Türkkan, hava akımının az, kirletici fabrikaların çok olduğunu belirterek, “Online izlense bile limit aşımlarını vatandaşa açıklamıyorlar. Açıklansa bile başlarına bir şey gelmiyor olması nedeniyle havayı çok kirletiyorlar. Yaşanacak gibi değil” dedi. Türkkan, “Filtrelerin kontrolü vatandaş tarafından yapılıyor aslında. Diyorlar ki 'akşamları zifir gibi gaz çıkıyor.' Bakanlık da diyor ki ‘biz izliyoruz.’ Gözümüzde gördüğümüz baca filtrelerinin kapatıldığı. Neden kapatıyor olabilirler? Sistemlerin maliyeti çok yüksek olduğu için baca filtrelerinin kapatıldığını düşünüyoruz. Coğrafi nedenden dolayı da hava kirliliği o bölgede çok fazla” diye konuştu.

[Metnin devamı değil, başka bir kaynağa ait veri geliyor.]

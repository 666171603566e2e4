//! Memory Configuration - Tunable Parameters
//!
//! Every constant of the cognitive models, extracted into one config struct.
//! Default values come from the cited literature (ACT-R, Memory Chain Model,
//! Ebbinghaus curve); the presets tune them for common agent archetypes.

use std::collections::HashMap;

use serde::{Deserialize, Serialize};

use crate::error::{EngramError, Result};
use crate::memory::MemoryType;
use crate::reward::{DEFAULT_NEGATIVE_SIGNALS, DEFAULT_POSITIVE_SIGNALS};

/// All tunable parameters for the Engram memory system
#[derive(Debug, Clone, Serialize, Deserialize)]
#[serde(rename_all = "camelCase", default)]
pub struct EngramConfig {
    // ========== Forgetting (Ebbinghaus + interference) ==========
    /// Spacing-effect weight on ln(1 + n_access) in stability
    pub spacing_factor: f64,
    /// Importance floor in stability: factor = floor + importance
    pub importance_floor: f64,
    /// Stability bonus per consolidation count
    pub consolidation_bonus: f64,
    /// Effective-strength threshold below which entries are pruned to archive
    pub forget_threshold: f64,
    /// Retrieval-induced forgetting suppression magnitude
    pub suppression_factor: f64,
    /// Token-overlap threshold for a competing memory
    pub overlap_threshold: f64,
    /// Apply retrieval-induced suppression for every returned entry instead
    /// of the top result only
    pub suppress_all_results: bool,
    /// Per-type decay-rate overrides; types not present use the built-ins
    pub decay_rates: HashMap<MemoryType, f64>,

    // ========== Consolidation (Memory Chain Model) ==========
    /// Working-trace decay rate per day (μ₁)
    pub mu1: f64,
    /// Core-trace decay rate per day (μ₂)
    pub mu2: f64,
    /// Working -> core transfer rate per day (α)
    pub alpha: f64,
    /// Importance-modulation floor: α_eff = α · (floor + importance²)
    pub consolidation_importance_floor: f64,
    /// Fraction of archived entries replayed per cycle
    pub interleave_ratio: f64,
    /// Core-strength boost per replayed archived entry (base)
    pub replay_boost: f64,
    /// Promote working -> core when core_strength reaches this
    pub promote_threshold: f64,
    /// Demote core -> archive when total strength falls below this
    pub demote_threshold: f64,
    /// Archive a working entry when both traces fall below this
    pub archive_threshold: f64,
    /// Seed for the replay sampler; None draws from entropy
    pub replay_seed: Option<u64>,

    // ========== Activation (ACT-R) ==========
    /// Base-level activation decay exponent (d in t^-d)
    pub actr_decay: f64,
    /// Spreading-activation weight for context keywords
    pub context_weight: f64,
    /// Importance weight in retrieval activation
    pub importance_weight: f64,
    /// Candidates scoring below this are dropped
    pub min_activation: f64,

    // ========== Confidence (metacognitive scoring) ==========
    /// Weight of content reliability in the combined score
    pub confidence_reliability_weight: f64,
    /// Weight of retrieval salience in the combined score
    pub confidence_salience_weight: f64,
    /// Sigmoid steepness for the store-less salience mapping
    pub salience_sigmoid_k: f64,

    // ========== Reward (feedback modulation) ==========
    /// Importance delta applied to the most recent memory
    pub reward_magnitude: f64,
    /// Number of recently accessed memories a reward touches
    pub reward_recent_n: usize,
    /// Working-strength bonus on positive feedback
    pub reward_strength_boost: f64,
    /// Working-strength suppression on negative feedback
    pub reward_suppression: f64,
    /// Eligibility-trace discount: 1/(1 + discount·i) for the i-th memory
    pub reward_temporal_discount: f64,
    /// Detection confidence below which feedback is ignored
    pub min_feedback_confidence: f64,
    /// Substrings treated as positive feedback
    pub positive_signals: Vec<String>,
    /// Substrings treated as negative feedback
    pub negative_signals: Vec<String>,

    // ========== Hebbian / graph ==========
    /// Saturation ceiling for Hebbian link strength
    pub hebbian_ceiling: f64,
    /// BFS hop cap for entity-graph expansion during recall
    pub entity_hops: usize,

    // ========== Downscaling (synaptic homeostasis) ==========
    /// Default multiplicative factor for synaptic downscaling
    pub downscale_factor: f64,

    // ========== Anomaly detection ==========
    /// Rolling window size for baseline tracking
    pub anomaly_window_size: usize,
    /// Standard deviations for the anomaly threshold
    pub anomaly_sigma_threshold: f64,
    /// Minimum samples before anomaly detection activates
    pub anomaly_min_samples: usize,

    // ========== Session working memory ==========
    /// Capacity of a session's working-memory set (Miller's 7)
    pub session_capacity: usize,
    /// Seconds after which an activated id decays out of the set
    pub session_decay_secs: f64,
    /// Probe overlap below which the gate requests a full recall
    pub session_overlap_threshold: f64,
    /// Result limit for the cheap gate probe
    pub session_probe_limit: usize,
}

impl Default for EngramConfig {
    fn default() -> Self {
        Self {
            spacing_factor: 0.5,
            importance_floor: 0.5,
            consolidation_bonus: 0.2,
            forget_threshold: 0.01,
            suppression_factor: 0.05,
            overlap_threshold: 0.3,
            suppress_all_results: false,
            decay_rates: HashMap::new(),

            mu1: 0.15,
            mu2: 0.005,
            alpha: 0.08,
            consolidation_importance_floor: 0.2,
            interleave_ratio: 0.3,
            replay_boost: 0.01,
            promote_threshold: 0.25,
            demote_threshold: 0.05,
            archive_threshold: 0.15,
            replay_seed: None,

            actr_decay: 0.5,
            context_weight: 1.5,
            importance_weight: 0.5,
            min_activation: -10.0,

            confidence_reliability_weight: 0.7,
            confidence_salience_weight: 0.3,
            salience_sigmoid_k: 2.0,

            reward_magnitude: 0.15,
            reward_recent_n: 3,
            reward_strength_boost: 0.05,
            reward_suppression: 0.1,
            reward_temporal_discount: 0.5,
            min_feedback_confidence: 0.3,
            positive_signals: DEFAULT_POSITIVE_SIGNALS
                .iter()
                .map(|s| s.to_string())
                .collect(),
            negative_signals: DEFAULT_NEGATIVE_SIGNALS
                .iter()
                .map(|s| s.to_string())
                .collect(),

            hebbian_ceiling: 10.0,
            entity_hops: 2,

            downscale_factor: 0.95,

            anomaly_window_size: 100,
            anomaly_sigma_threshold: 2.0,
            anomaly_min_samples: 5,

            session_capacity: 7,
            session_decay_secs: 300.0,
            session_overlap_threshold: 0.6,
            session_probe_limit: 3,
        }
    }
}

impl EngramConfig {
    /// Literature-based defaults (same as `Default`)
    pub fn default_preset() -> Self {
        Self::default()
    }

    /// Effective decay rate for a memory type, honoring overrides
    pub fn decay_rate(&self, memory_type: MemoryType) -> f64 {
        self.decay_rates
            .get(&memory_type)
            .copied()
            .unwrap_or_else(|| memory_type.base_decay_rate())
    }

    /// Check all parameters are in range
    pub fn validate(&self) -> Result<()> {
        fn positive(name: &str, v: f64) -> Result<()> {
            if v > 0.0 && v.is_finite() {
                Ok(())
            } else {
                Err(EngramError::Config(format!("{} must be > 0, got {}", name, v)))
            }
        }
        fn unit(name: &str, v: f64) -> Result<()> {
            if (0.0..=1.0).contains(&v) {
                Ok(())
            } else {
                Err(EngramError::Config(format!(
                    "{} must be in [0, 1], got {}",
                    name, v
                )))
            }
        }

        positive("mu1", self.mu1)?;
        positive("mu2", self.mu2)?;
        positive("alpha", self.alpha)?;
        positive("actr_decay", self.actr_decay)?;
        positive("hebbian_ceiling", self.hebbian_ceiling)?;
        unit("interleave_ratio", self.interleave_ratio)?;
        unit("suppression_factor", self.suppression_factor)?;
        unit("overlap_threshold", self.overlap_threshold)?;
        unit("session_overlap_threshold", self.session_overlap_threshold)?;
        unit("min_feedback_confidence", self.min_feedback_confidence)?;
        if !(self.downscale_factor > 0.0 && self.downscale_factor <= 1.0) {
            return Err(EngramError::Config(format!(
                "downscale_factor must be in (0, 1], got {}",
                self.downscale_factor
            )));
        }
        for (memory_type, rate) in &self.decay_rates {
            if *rate <= 0.0 {
                return Err(EngramError::Config(format!(
                    "decay rate for {} must be > 0, got {}",
                    memory_type, rate
                )));
            }
        }
        if self.session_capacity == 0 {
            return Err(EngramError::Config(
                "session_capacity must be at least 1".to_string(),
            ));
        }
        Ok(())
    }

    /// Preset for conversational chatbots.
    ///
    /// High replay, slow decay - optimized for long conversations where
    /// recalling old context matters.
    pub fn chatbot() -> Self {
        Self {
            mu1: 0.08,
            mu2: 0.003,
            alpha: 0.12,
            interleave_ratio: 0.4,
            replay_boost: 0.015,
            actr_decay: 0.4,
            context_weight: 2.0,
            downscale_factor: 0.96,
            reward_magnitude: 0.2,
            forget_threshold: 0.005,
            ..Self::default()
        }
    }

    /// Preset for short-lived task agents.
    ///
    /// Fast decay, minimal replay - focus on recent task context and let
    /// old task memories expire quickly.
    pub fn task_agent() -> Self {
        Self {
            mu1: 0.25,
            mu2: 0.01,
            alpha: 0.05,
            interleave_ratio: 0.1,
            replay_boost: 0.005,
            actr_decay: 0.6,
            promote_threshold: 0.35,
            archive_threshold: 0.2,
            downscale_factor: 0.90,
            forget_threshold: 0.02,
            ..Self::default()
        }
    }

    /// Preset for long-term personal assistants.
    ///
    /// Very slow core decay, strong importance weighting - remember
    /// preferences and facts about the user for months.
    pub fn personal_assistant() -> Self {
        Self {
            mu1: 0.12,
            mu2: 0.001,
            alpha: 0.10,
            replay_boost: 0.02,
            actr_decay: 0.45,
            importance_weight: 0.7,
            promote_threshold: 0.20,
            demote_threshold: 0.03,
            downscale_factor: 0.97,
            forget_threshold: 0.005,
            confidence_reliability_weight: 0.8,
            confidence_salience_weight: 0.2,
            ..Self::default()
        }
    }

    /// Preset for research agents.
    ///
    /// Minimal forgetting and heavy replay - everything might be relevant
    /// later.
    pub fn researcher() -> Self {
        Self {
            mu1: 0.05,
            mu2: 0.001,
            alpha: 0.15,
            interleave_ratio: 0.5,
            replay_boost: 0.025,
            actr_decay: 0.35,
            context_weight: 2.0,
            importance_weight: 0.3,
            promote_threshold: 0.15,
            demote_threshold: 0.02,
            archive_threshold: 0.10,
            downscale_factor: 0.98,
            forget_threshold: 0.001,
            ..Self::default()
        }
    }
}

// ============================================================================
// TESTS
// ============================================================================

‘TANI KOYAMADIĞIMIZ HASTALIKLARLA KARŞILAŞIYORUZ’
Kentin belli yerlerinde geçmiş dönemlerde yerleştirilen hava ölçüm cihazlarına yönelik Türkkan, beklenilen altında ölçümler yapıldığını söyledi. Türkkan, “365 günün 200 günü ölçüm yapmasını bekliyoruz ama 60 gün ölçüm yapan istasyonlar var. Bu istasyonlar gerçekten bilimsel zemine oturmuş şekilde yapılandırılmamışlar. Bir ormanın içerisine ya da Kültürpark’ın içerisine koyarsanız trafiği değerlendiremezsiniz. Bursa’daki ölçüm merkezlerinin hepsi halkın ne soluduğu yönünde fikir sahibi olmamızı sağlamaya yeterli değil. Çünkü çok az sayıdalar ve doğru yerde değiller” dedi.
İNEGÖL'ÜN RESMİ RAKAMLARI BİLİNMİYOR
Türkkan, ilçelerde hastalıkların görüldüğüne ilişkin ise, “Kestel’de çimento fabrikasından dolayı o bölgede yaşayıp da bizim tıbbi olarak tanı koyamadığımız birtakım hastalıklarla da karşılaşıyoruz” dedi. İnegöl’de kaç kişinin, neden öldüğünü resmi bir açıklama yapılmadığından dolayı bilemediklerini söyleyen Türkkan, eğer bu verilere ulaşabilselerdi ‘erken uyarı kabul edip’ ölümlerin artması ve nedenlerine yönelik önleyici önlemler alabileceklerini söyledi.